Ancak delikler varsa, RF akımları içinden geçemez. Etrafta dolaşmak zorundalar ve bu da elektrik alanının tamamen iptal edilmesinden daha az sonuç verir. Anten alanı değiştikçe, yükler delik etrafında hareket etmeye devam eder ve tıpkı bir antende olduğu gibi, delik (voltaj) tarafından ayrı tutulan hareketli yükler (akım) ile sonuçlanırsınız. Sonuç olarak, enerjinin bir kısmı yeniden yayılır.
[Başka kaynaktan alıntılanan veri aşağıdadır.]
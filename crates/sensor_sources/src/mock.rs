//! Mock live sources
//!
//! Synthetic sensors for development without hardware. They produce readings at a fixed
//! cadence, stamp them with the wall clock and never exhaust.
//!
//! Supported attributes:
//! - `scan_points`: points per lidar scan (16 bytes each, default 1024)
//! - `fault_every`: report a fault on every N-th poll

use std::collections::HashMap;
use std::time::Duration;

use bytes::Bytes;
use contracts::{
    GeoPoint, LidarSource, MovementCapabilities, MovementSensorSource, Orientation, Quaternion,
    ReadingTime, SourceError, TimedImuReading, TimedLidarReading, TimedMovementSensorReading,
    TimedOdometerReading, Vector3, MIN_DATA_FREQUENCY_HZ,
};
use tokio::time::Instant;
use tracing::{debug, trace};

use crate::error::{Result, SourceLoadError};

const POINT_STRIDE: usize = 16;

/// Stand-in deadline when the frame interval overflows the clock
const FAR_FUTURE: Duration = Duration::from_secs(86400 * 365 * 30);

/// Mock source configuration
#[derive(Debug, Clone)]
pub struct MockConfig {
    /// Data rate (Hz)
    pub frequency_hz: f64,

    /// Points per lidar scan
    pub scan_points: usize,

    /// Fault on every N-th poll
    pub fault_every: Option<u64>,
}

impl Default for MockConfig {
    fn default() -> Self {
        Self {
            frequency_hz: 10.0,
            scan_points: 1024,
            fault_every: None,
        }
    }
}

impl MockConfig {
    /// Build from a stream's data rate and its attribute map
    pub fn from_attributes(
        sensor: &str,
        frequency_hz: f64,
        attributes: &HashMap<String, String>,
    ) -> Result<Self> {
        if !(frequency_hz.is_finite() && frequency_hz >= MIN_DATA_FREQUENCY_HZ) {
            return Err(SourceLoadError::invalid_attribute(
                sensor,
                "data_frequency_hz",
                format!("must be at least {MIN_DATA_FREQUENCY_HZ} Hz, got {frequency_hz}"),
            ));
        }

        let mut config = Self {
            frequency_hz,
            ..Default::default()
        };

        if let Some(value) = attributes.get("scan_points") {
            config.scan_points = parse_attribute(sensor, "scan_points", value)?;
        }
        if let Some(value) = attributes.get("fault_every") {
            let every: u64 = parse_attribute(sensor, "fault_every", value)?;
            if every == 0 {
                return Err(SourceLoadError::invalid_attribute(
                    sensor,
                    "fault_every",
                    "must be at least 1",
                ));
            }
            config.fault_every = Some(every);
        }

        Ok(config)
    }

    fn interval(&self) -> Duration {
        Duration::try_from_secs_f64(1.0 / self.frequency_hz)
            .unwrap_or(Duration::MAX)
    }
}

fn parse_attribute<T: std::str::FromStr>(sensor: &str, key: &str, value: &str) -> Result<T>
where
    T::Err: std::fmt::Display,
{
    value
        .trim()
        .parse()
        .map_err(|e: T::Err| SourceLoadError::invalid_attribute(sensor, key, e.to_string()))
}

/// Frame clock shared by both mock sources
#[derive(Debug)]
struct Cadence {
    interval: Duration,
    next_due: Option<Instant>,
    polls: u64,
    fault_every: Option<u64>,
}

impl Cadence {
    fn new(config: &MockConfig) -> Self {
        Self {
            interval: config.interval(),
            next_due: None,
            polls: 0,
            fault_every: config.fault_every,
        }
    }

    /// Wait for the next frame; returns its frame number or an injected fault
    async fn tick(&mut self, sensor: &str) -> std::result::Result<u64, SourceError> {
        if let Some(due) = self.next_due {
            tokio::time::sleep_until(due).await;
        }
        let now = Instant::now();
        // A slow consumer skips frames instead of receiving a burst
        let next = self
            .next_due
            .and_then(|due| due.checked_add(self.interval))
            .filter(|next| *next > now)
            .or_else(|| now.checked_add(self.interval));
        self.next_due = Some(next.unwrap_or(now + FAR_FUTURE));

        self.polls += 1;
        if self.fault_every.is_some_and(|every| self.polls % every == 0) {
            debug!(sensor, poll = self.polls, "injected fault");
            return Err(SourceError::fault(sensor, "injected fault"));
        }
        Ok(self.polls)
    }
}

/// Synthetic live lidar
#[derive(Debug)]
pub struct MockLidarSource {
    name: String,
    config: MockConfig,
    cadence: Cadence,
}

impl MockLidarSource {
    pub fn new(name: impl Into<String>, config: MockConfig) -> Self {
        let cadence = Cadence::new(&config);
        Self {
            name: name.into(),
            config,
            cadence,
        }
    }
}

impl LidarSource for MockLidarSource {
    fn name(&self) -> &str {
        &self.name
    }

    async fn next_reading(&mut self) -> std::result::Result<TimedLidarReading, SourceError> {
        let frame = self.cadence.tick(&self.name).await?;
        let scan = vec![(frame % 251) as u8; self.config.scan_points * POINT_STRIDE];
        trace!(sensor = %self.name, frame, "mock scan");
        Ok(TimedLidarReading {
            scan: Bytes::from(scan),
            time: ReadingTime::now(),
        })
    }
}

/// Synthetic live IMU and/or odometer
#[derive(Debug)]
pub struct MockMovementSource {
    name: String,
    capabilities: MovementCapabilities,
    cadence: Cadence,
}

impl MockMovementSource {
    pub fn new(
        name: impl Into<String>,
        capabilities: MovementCapabilities,
        config: MockConfig,
    ) -> Self {
        let cadence = Cadence::new(&config);
        Self {
            name: name.into(),
            capabilities,
            cadence,
        }
    }
}

impl MovementSensorSource for MockMovementSource {
    fn name(&self) -> &str {
        &self.name
    }

    fn capabilities(&self) -> MovementCapabilities {
        self.capabilities
    }

    async fn next_reading(
        &mut self,
    ) -> std::result::Result<TimedMovementSensorReading, SourceError> {
        let frame = self.cadence.tick(&self.name).await?;
        let time = ReadingTime::now();
        let step = frame as f64;

        let imu = self.capabilities.imu_supported.then(|| TimedImuReading {
            linear_acceleration: Vector3::new(0.0, 0.0, 9.81),
            angular_velocity: Vector3::new(0.0, 0.0, 0.01),
            time,
        });
        let odometer = self.capabilities.odometer_supported.then(|| TimedOdometerReading {
            position: GeoPoint {
                latitude: 40.0 + step * 0.0001,
                longitude: -74.0 + step * 0.0001,
            },
            orientation: Orientation::Quaternion(Quaternion::default()),
            time,
        });

        Ok(TimedMovementSensorReading {
            capabilities: self.capabilities,
            imu,
            odometer,
        })
    }
}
Aslında, delik doğru boyutta ise, bir anten kadar verimli olabilir. Buna yuva anteni denir . Bazı uygulamalar için RF mühendisleri kasıtlı olarak bunları yaratacaktır, çünkü imal etmek, bir dipol gibi daha tanıdık bir antenden daha uygundurlar . Yuva antenleri ayrıca, cihazlarının EMI gereksinimlerini bozmasına neden olacak istemeden yuva antenleri oluşturmaktan (genellikle yer düzlemine aralar vererek) kaçınmak zorunda olan PCB tasarımcıları için sonuçlara sahiptir.
İşte burada. Durum her zaman RF radyasyonunu engellemez. Bazı Donanım Adamlarının dediği gibi, ürün mühendislerinin anteni yapıştırmak ve düzgün bir şekilde ayarlandığından emin olmak için akıllı bir yer bulmaları gerekir.